# Analyze the function f(x)= (x^3-4x^2-31x+70)/(x^2-5x+6). Find the y-intercept, the...

## Question:

Analyze the function

{eq}f(x)= \frac{x^3 - 4x^2 - 31x + 70}{x^2 - 5x + 6} {/eq}.

Find the y-intercept, the x-intercept(s), the removable singularities, the vertical asymptotes and the horizontal asymptotes.

1) How many x-intercepts does {eq}f {/eq} have?

2) How many removable singularities does {eq}f {/eq} have?

3) How many vertical asymptotes does {eq}f {/eq} have?

4) How many horizontal asymptotes does {eq}f {/eq} have?

What is the y-intercept of the graph {eq}y=f(x) {/eq}?

What are the x-intercepts of the graph {eq}y=f(x) {/eq}?

What is the x-value of the removable singularity?

What is the limit of {eq}f(x) {/eq} as {eq}x {/eq} approaches this removable singularity?

What is the equation of the vertical asymptote?

What is the limit of {eq}f(x) {/eq} as {eq}x {/eq} approaches this vertical asymptote from the positive side?

What is the limit of {eq}f(x) {/eq} as {eq}x {/eq} approaches this vertical asymptote from the negative side?

## Rational Functions

Rational functions are functions which are ratios of polynomials. Rational functions often have vertical asymptotes, horizontal asymptotes, holes (or removable singularities), and slant asymptotes. To determine if a rational function has a vertical asymptote or a hole, the numerator and denominator should be fully factored. Any factors which cancel completely out of the denominator correspond to a removable singularity (or hole) in the graph. Any factors which are still in the denominator correspond to a vertical asymptote. Horizontal asymptotes can be found by comparing the degrees of the numerator and denominator. A higher degree in the numerator results in no horizontal asymptotes, a higher degree in the denominator results in a horizontal asymptote at the x axis, and equal degrees results in a horizontal asymptote at the ratio of the leading coefficients.

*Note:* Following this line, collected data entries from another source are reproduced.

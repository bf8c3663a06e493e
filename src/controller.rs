//! Per-monitor dim/restore state machine and command surface.
//!
//! Each controller owns one display's runtime state: idle tracking, the
//! Active/Dimmed state machine, the two fade slots (hardware luminance and
//! overlay opacity), and the cached pre-dim brightness used as the restore
//! target. It is polled at 1 Hz by the controller set and advanced between
//! polls whenever a fade step comes due. All hardware failures are logged
//! and degrade to "brightness unknown"; nothing here may abort a tick.

use std::sync::Arc;
use std::sync::MutexGuard;
use std::time::{Duration, Instant};

use tracing::{debug, info, warn};

use crate::activity::{self, ActivitySource};
use crate::channel::{self, HardwareBrightnessChannel, SharedChannel};
use crate::config::{GlobalConfig, MonitorConfig};
use crate::fade::{self, Fade, Profile};
use crate::geometry::{self, GeometryProvider, Rect};
use crate::overlay::OverlaySurface;

/// Luminance assumed when neither a fresh read nor a cached original exists.
const DEFAULT_LUMINANCE: u16 = 100;

/// Opacity below which a converged overlay is hidden outright.
const HIDE_EPSILON: f64 = 0.01;

/// Dimming state of one monitor.
#[derive(Debug, Clone, Copy, PartialEq, Eq)]
pub enum DimState {
    Active,
    Dimmed,
}

/// Read-only view of a controller for status display.
#[derive(Debug, Clone)]
pub struct ControllerStatus {
    pub monitor_index: usize,
    pub dim_state: DimState,
    pub last_active: Instant,
    pub geometry: Rect,
}

/// Controller for one monitor's activity detection and dimming.
pub struct MonitorController {
    cfg: MonitorConfig,
    geometry: Rect,
    dim_state: DimState,
    last_active: Instant,

    /// Last successfully read pre-dim luminance; `None` means unknown, in
    /// which case restore leaves the hardware untouched.
    original_brightness: Option<u16>,

    /// Occupied while a hardware fade is in flight; at most one at a time.
    hardware_fade: Option<Fade>,
    overlay_fade: Option<Fade>,

    /// Deadline at which an identify flash fades back out.
    identify_reset_at: Option<Instant>,

    /// Shadow of the last opacity applied to the overlay, used as the
    /// start of the next overlay fade.
    overlay_opacity: f64,

    channel: SharedChannel,
    overlay: Box<dyn OverlaySurface + Send>,
    geometry_provider: Arc<dyn GeometryProvider + Send + Sync>,
    activity: Arc<dyn ActivitySource + Send + Sync>,
}

impl MonitorController {
    pub fn new(
        mut cfg: MonitorConfig,
        channel: SharedChannel,
        mut overlay: Box<dyn OverlaySurface + Send>,
        geometry_provider: Arc<dyn GeometryProvider + Send + Sync>,
        activity: Arc<dyn ActivitySource + Send + Sync>,
        now: Instant,
    ) -> Self {
        cfg.sanitize();

        let geometry = geometry::display_rect(&*geometry_provider, cfg.display_index);
        let original_brightness = probe_brightness(&channel, cfg.hardware_index);

        overlay.resize(geometry);
        overlay.set_color(cfg.color());
        overlay.set_opacity(0.0);
        overlay.hide();

        info!(
            "monitor {}: display {} (hardware {}), geometry {:?}, brightness {:?}",
            cfg.monitor_index, cfg.display_index, cfg.hardware_index, geometry, original_brightness
        );

        Self {
            cfg,
            geometry,
            dim_state: DimState::Active,
            last_active: now,
            original_brightness,
            hardware_fade: None,
            overlay_fade: None,
            identify_reset_at: None,
            overlay_opacity: 0.0,
            channel,
            overlay,
            geometry_provider,
            activity,
        }
    }

    pub fn monitor_index(&self) -> usize {
        self.cfg.monitor_index
    }

    pub fn dim_state(&self) -> DimState {
        self.dim_state
    }

    pub fn original_brightness(&self) -> Option<u16> {
        self.original_brightness
    }

    pub fn status(&self) -> ControllerStatus {
        ControllerStatus {
            monitor_index: self.cfg.monitor_index,
            dim_state: self.dim_state,
            last_active: self.last_active,
            geometry: self.geometry,
        }
    }

    /// Reset the idle timer without touching anything else.
    pub fn reset_idle(&mut self, now: Instant) {
        self.last_active = now;
    }

    /// One 1 Hz poll: refresh idle tracking and fire state transitions.
    pub fn tick(&mut self, global: &GlobalConfig, now: Instant) {
        if global.awake_mode {
            if self.dim_state == DimState::Dimmed {
                self.restore_now(now);
            }
            return;
        }

        if activity::is_present(&*self.activity, &self.geometry) {
            self.last_active = now;
            if self.dim_state == DimState::Dimmed {
                self.restore_now(now);
            }
        } else if self.dim_state == DimState::Active
            && now.duration_since(self.last_active)
                >= Duration::from_secs(global.inactivity_limit_seconds)
        {
            self.dim_now(global, now);
        }
    }

    /// Force-enter the dimmed state, starting fades on both enabled
    /// channels. No-op while already dimmed.
    pub fn dim_now(&mut self, global: &GlobalConfig, now: Instant) {
        if self.dim_state == DimState::Dimmed {
            return;
        }
        self.dim_state = DimState::Dimmed;
        debug!("monitor {}: dimming", self.cfg.monitor_index);

        if self.cfg.software_dimming_enabled {
            let target = self.cfg.software_dim_level.clamp(0.0, 1.0);
            self.overlay.show();
            self.overlay_fade = Some(Fade::new(
                Profile::Dim,
                self.overlay_opacity,
                target,
                global.fade_steps,
                global.fade_duration_seconds,
                now,
            ));
        }

        if self.cfg.hardware_dimming_enabled {
            self.start_hardware_dim(global, now);
        }
    }

    fn start_hardware_dim(&mut self, global: &GlobalConfig, now: Instant) {
        if self.hardware_fade.is_some() {
            debug!(
                "monitor {}: hardware fade already in flight, skipping",
                self.cfg.monitor_index
            );
            return;
        }

        // Fresh read each dim: tolerates the user changing brightness
        // out-of-band between dims. A successful pre-dim read also becomes
        // the new restore target.
        let start = match lock_channel(&self.channel).read_luminance(self.cfg.hardware_index) {
            Ok(value) => {
                self.original_brightness = Some(value);
                value
            }
            Err(e) => {
                warn!(
                    "monitor {}: luminance read failed ({}), using last known",
                    self.cfg.monitor_index, e
                );
                self.original_brightness.unwrap_or(DEFAULT_LUMINANCE)
            }
        };

        let target = fade::hardware_dim_target(start, self.cfg.hardware_dim_level);
        self.hardware_fade = Some(Fade::new(
            Profile::Dim,
            f64::from(start),
            f64::from(target),
            global.fade_steps,
            global.fade_duration_seconds,
            now,
        ));
    }

    /// Force-enter the active state with an instant, non-faded restore on
    /// both channels. Cancels any in-flight fade and resets the idle timer.
    pub fn restore_now(&mut self, now: Instant) {
        let was_dimmed = self.dim_state == DimState::Dimmed;
        self.hardware_fade = None;
        self.overlay_fade = None;
        self.identify_reset_at = None;

        if was_dimmed {
            if let Some(original) = self.original_brightness {
                if let Err(e) =
                    lock_channel(&self.channel).set_luminance(self.cfg.hardware_index, original)
                {
                    warn!(
                        "monitor {}: brightness restore failed: {}",
                        self.cfg.monitor_index, e
                    );
                }
            }
            debug!("monitor {}: restored", self.cfg.monitor_index);
        }

        self.set_overlay_opacity(0.0);
        self.overlay.hide();
        self.dim_state = DimState::Active;
        self.last_active = now;
    }

    /// Apply any due fade step and expire a pending identify flash.
    /// Returns the next pending deadline, if any.
    pub fn advance(&mut self, global: &GlobalConfig, now: Instant) -> Option<Instant> {
        if let Some(reset_at) = self.identify_reset_at {
            if now >= reset_at {
                self.identify_reset_at = None;
                // Fade back out on the fast profile so the flash stays snappy.
                self.overlay_fade = Some(Fade::new(
                    Profile::Restore,
                    self.overlay_opacity,
                    0.0,
                    global.fade_steps,
                    global.fade_duration_seconds,
                    now,
                ));
            }
        }

        let mut hardware_done = false;
        let mut hardware_value = None;
        if let Some(fade) = &mut self.hardware_fade {
            if fade.due(now) {
                let (value, done) = fade.tick();
                #[allow(clippy::cast_possible_truncation, clippy::cast_sign_loss)]
                {
                    hardware_value = Some(value.round().clamp(0.0, 100.0) as u16);
                }
                hardware_done = done;
            }
        }
        if let Some(value) = hardware_value {
            if let Err(e) =
                lock_channel(&self.channel).set_luminance(self.cfg.hardware_index, value)
            {
                warn!(
                    "monitor {}: fade write failed, dropping fade: {}",
                    self.cfg.monitor_index, e
                );
                hardware_done = true;
            }
        }
        if hardware_done {
            self.hardware_fade = None;
        }

        let mut overlay_done = false;
        let mut overlay_step = None;
        if let Some(fade) = &mut self.overlay_fade {
            if fade.due(now) {
                let (value, done) = fade.tick();
                overlay_step = Some((value, fade.target()));
                overlay_done = done;
            }
        }
        if let Some((value, target)) = overlay_step {
            self.set_overlay_opacity(value.clamp(0.0, 1.0));
            if overlay_done {
                self.overlay_fade = None;
                if target < HIDE_EPSILON {
                    self.overlay.hide();
                }
            }
        }

        self.next_deadline()
    }

    /// Earliest pending fade step or identify expiry.
    pub fn next_deadline(&self) -> Option<Instant> {
        let mut deadline = self.identify_reset_at;
        let dues = [
            self.hardware_fade.as_ref().map(Fade::next_due),
            self.overlay_fade.as_ref().map(Fade::next_due),
        ];
        for due in dues.into_iter().flatten() {
            deadline = Some(deadline.map_or(due, |d| d.min(due)));
        }
        deadline
    }

    /// Flash the overlay so the user can match ordinals to physical
    /// displays. Runs independently of the dim state and never alters it.
    pub fn identify(
        &mut self,
        global: &GlobalConfig,
        duration: Duration,
        opacity: f64,
        now: Instant,
    ) {
        debug!("monitor {}: identify", self.cfg.monitor_index);
        self.overlay.show();
        self.overlay_fade = Some(Fade::new(
            Profile::Dim,
            self.overlay_opacity,
            opacity.clamp(0.0, 1.0),
            global.fade_steps,
            global.fade_duration_seconds,
            now,
        ));
        self.identify_reset_at = Some(now + duration);
    }

    /// Remap display and hardware indices, re-probing brightness and
    /// geometry. Negative indices are clamped to zero; a failed probe
    /// leaves the original brightness unknown, which is not fatal.
    pub fn set_indices(&mut self, display_index: i32, hardware_index: i32) {
        self.cfg.display_index = usize::try_from(display_index.max(0)).unwrap_or(0);
        self.cfg.hardware_index = usize::try_from(hardware_index.max(0)).unwrap_or(0);
        info!(
            "monitor {}: remapped to display {} (hardware {})",
            self.cfg.monitor_index, self.cfg.display_index, self.cfg.hardware_index
        );
        self.original_brightness = probe_brightness(&self.channel, self.cfg.hardware_index);
        self.refresh_geometry();
    }

    /// Re-query the display rectangle; reposition the overlay only when it
    /// actually changed, to avoid needless churn.
    pub fn refresh_geometry(&mut self) {
        let rect = geometry::display_rect(&*self.geometry_provider, self.cfg.display_index);
        if rect != self.geometry {
            debug!(
                "monitor {}: geometry changed to {:?}",
                self.cfg.monitor_index, rect
            );
            self.geometry = rect;
            self.overlay.resize(rect);
        }
    }

    /// Undo any hardware dimming in effect and stop using the channel.
    pub fn disable_hardware(&mut self) {
        self.hardware_fade = None;
        if self.dim_state == DimState::Dimmed {
            if let Some(original) = self.original_brightness {
                if let Err(e) =
                    lock_channel(&self.channel).set_luminance(self.cfg.hardware_index, original)
                {
                    warn!(
                        "monitor {}: brightness restore failed: {}",
                        self.cfg.monitor_index, e
                    );
                }
            }
        }
        self.cfg.hardware_dimming_enabled = false;
        info!("monitor {}: hardware dimming disabled", self.cfg.monitor_index);
    }

    /// Undo any software dimming in effect and stop using the overlay.
    pub fn disable_software(&mut self) {
        self.overlay_fade = None;
        self.identify_reset_at = None;
        if self.dim_state == DimState::Dimmed {
            self.set_overlay_opacity(0.0);
            self.overlay.hide();
        }
        self.cfg.software_dimming_enabled = false;
        info!("monitor {}: software dimming disabled", self.cfg.monitor_index);
    }

    fn set_overlay_opacity(&mut self, opacity: f64) {
        self.overlay_opacity = opacity;
        self.overlay.set_opacity(opacity);
    }
}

1) How many x-intercepts does {eq}f {/eq} have?

First notice that the domain of the function is {eq}(\infty, 2)\cup(2,3)\cup(3,\infty) {/eq}. To find x intercepts, set the function equal to zero.

{eq}\frac{x^3 - 4x^2 - 31x + 70}{x^2 - 5x + 6} = 0\\ x^3 - 4x^2 - 31x + 70=0\\ (x-7)(x-2)(x+5)=0\\ x=7,2,-5 {/eq}
But since 2 is not in the domain, we only have two x intercepts {eq}(7,0) , (-5,0) {/eq}

2) How many removable singularities does {eq}f {/eq} have?

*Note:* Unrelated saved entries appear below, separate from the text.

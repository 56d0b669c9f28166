//! Fetches a combined historical+forecast daily series from the Open-Meteo
//! forecast endpoint and partitions it into labeled segments.
//!
//! One call covers `history_days` days before the evaluation date through
//! `forecast_days` days from it (the evaluation day included), plus a
//! current-instant reading. Each returned day is labeled
//! [`Segment::Historical`] or [`Segment::Forecast`] strictly by comparing its
//! date to the evaluation date, never by its position in the response, so a
//! provider returning more or fewer days than requested is tolerated.

use crate::forecast::error::ForecastError;
use crate::types::location::Location;
use crate::types::reading::{DailyReading, Segment};
use crate::types::snapshot::WeatherSnapshot;
use chrono::NaiveDate;
use log::{debug, warn};
use reqwest::Client;
use serde::Deserialize;
use std::time::Duration;

const FORECAST_URL: &str = "https://api.open-meteo.com/v1/forecast";
const REQUEST_TIMEOUT_SECS: u64 = 10;

#[derive(Debug, Deserialize)]
struct ForecastResponse {
    current_weather: Option<CurrentWeather>,
    daily: Option<DailyBlock>,
}

#[derive(Debug, Deserialize)]
struct CurrentWeather {
    temperature: f64,
}

#[derive(Debug, Deserialize)]
struct DailyBlock {
    time: Vec<NaiveDate>,
    // Open-Meteo reports individual days as null when a value is unavailable.
    temperature_2m_max: Vec<Option<f64>>,
    temperature_2m_min: Vec<Option<f64>>,
}

/// Per-location client for the Open-Meteo forecast endpoint.
#[derive(Debug, Clone)]
pub struct ForecastFetcher {
    client: Client,
    base_url: String,
}

impl ForecastFetcher {
    /// Creates a fetcher against the public Open-Meteo forecast endpoint.
    ///
    /// # Errors
    ///
    /// Returns [`ForecastError::ClientBuild`] if the HTTP client cannot be
    /// constructed.
    pub fn new() -> Result<Self, ForecastError> {
        Self::with_base_url(FORECAST_URL.to_string())
    }

    /// Creates a fetcher against a custom endpoint (tests, self-hosted
    /// Open-Meteo instances).
    pub fn with_base_url(base_url: String) -> Result<Self, ForecastError> {
        let client = Client::builder()
            .timeout(Duration::from_secs(REQUEST_TIMEOUT_SECS))
            .build()
            .map_err(ForecastError::ClientBuild)?;
        Ok(Self { client, base_url })
    }

    /// Fetches and partitions the daily window for one location.
    ///
    /// # Errors
    ///
    /// Returns the network/decode variants on transport failure,
    /// [`ForecastError::MalformedResponse`] when the `daily` or
    /// `current_weather` block is absent, and [`ForecastError::EmptySeries`]
    /// when no usable daily reading remains.
    pub async fn fetch(
        &self,
        location: &Location,
        history_days: u32,
        forecast_days: u32,
        evaluated_on: NaiveDate,
    ) -> Result<WeatherSnapshot, ForecastError> {
        let url = format!(
            "{}?latitude={}&longitude={}&daily=temperature_2m_max,temperature_2m_min\
             &past_days={}&forecast_days={}&current_weather=true&timezone=auto",
            self.base_url, location.lat, location.lon, history_days, forecast_days
        );
        debug!("Fetching forecast for '{}' via {}", location.name, url);

        let response = self
            .client
            .get(&url)
            .send()
            .await
            .map_err(|e| ForecastError::NetworkRequest(url.clone(), e))?;

        let response = match response.error_for_status() {
            Ok(resp) => resp,
            Err(e) => {
                warn!("Forecast HTTP error for '{}': {:?}", location.name, e);
                return Err(if let Some(status) = e.status() {
                    ForecastError::HttpStatus {
                        url,
                        status,
                        source: e,
                    }
                } else {
                    ForecastError::NetworkRequest(url, e)
                });
            }
        };

        let body: ForecastResponse =
            response.json().await.map_err(|e| ForecastError::Decode {
                url: url.clone(),
                source: e,
            })?;

        snapshot_from_response(body, &location.name, evaluated_on)
    }
}

/// Assembles a [`WeatherSnapshot`] out of a decoded provider response.
fn snapshot_from_response(
    body: ForecastResponse,
    name: &str,
    evaluated_on: NaiveDate,
) -> Result<WeatherSnapshot, ForecastError> {
    let current = body
        .current_weather
        .ok_or_else(|| ForecastError::MalformedResponse {
            name: name.to_string(),
            block: "current_weather",
        })?;
    let daily = body.daily.ok_or_else(|| ForecastError::MalformedResponse {
        name: name.to_string(),
        block: "daily",
    })?;

    let daily_series = build_series(&daily, name, evaluated_on);
    let (avg_max, avg_min) =
        window_averages(&daily_series).ok_or_else(|| ForecastError::EmptySeries {
            name: name.to_string(),
        })?;

    Ok(WeatherSnapshot {
        current_temp: current.temperature,
        daily_series,
        avg_max,
        avg_min,
    })
}

/// Zips the provider's parallel arrays into labeled readings, preserving
/// provider (chronological) order. Days with a null max or min are dropped.
fn build_series(daily: &DailyBlock, name: &str, evaluated_on: NaiveDate) -> Vec<DailyReading> {
    daily
        .time
        .iter()
        .enumerate()
        .filter_map(|(i, &date)| {
            let max = daily.temperature_2m_max.get(i).copied().flatten();
            let min = daily.temperature_2m_min.get(i).copied().flatten();
            match (max, min) {
                (Some(max_temp), Some(min_temp)) => Some(DailyReading {
                    date,
                    max_temp,
                    min_temp,
                    segment: Segment::for_date(date, evaluated_on),
                }),
                _ => {
                    debug!("Dropping null daily reading for '{}' on {}", name, date);
                    None
                }
            }
        })
        .collect()
}

/// Arithmetic means of max and min over the whole series, or `None` when the
/// series is empty (so the caller can fail instead of producing NaN).
fn window_averages(series: &[DailyReading]) -> Option<(f64, f64)> {
    if series.is_empty() {
        return None;
    }
    let n = series.len() as f64;
    let max_sum: f64 = series.iter().map(|r| r.max_temp).sum();
    let min_sum: f64 = series.iter().map(|r| r.min_temp).sum();
    Some((max_sum / n, min_sum / n))
}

The numerator and denominator have one factor in common, and so there is one removable singularity, or hole, at {eq}(2, 35) {/eq}

3) How many vertical asymptotes does {eq}f {/eq} have?

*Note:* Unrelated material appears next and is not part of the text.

pub mod location;
pub mod metric;
pub mod reading;
pub mod snapshot;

There is one vertical asymptote corresponding to the factor {eq}x-3 {/eq} in the denominator. The vertical asymptote is {eq}x=3 {/eq}

4) How many horizontal asymptotes does {eq}f {/eq} have?

There are no horizontal asymptotes, since the degree of the numerator is larger than the degree of the denominator

What is the y-intercept of the graph {eq}y=f(x) {/eq}?

To find a y intercept, substitute x=0. The y intercept is {eq}(0,\frac{35}{3}) {/eq}

What are the x-intercepts of the graph {eq}y=f(x) {/eq}?

The x intercepts are {eq}(7,0) , (-5,0) {/eq}

What is the x-value of the removable singularity?

The x value of the removable singularity is x=2

What is the limit of {eq}f(x) {/eq} as {eq}x {/eq} approaches this removable singularity?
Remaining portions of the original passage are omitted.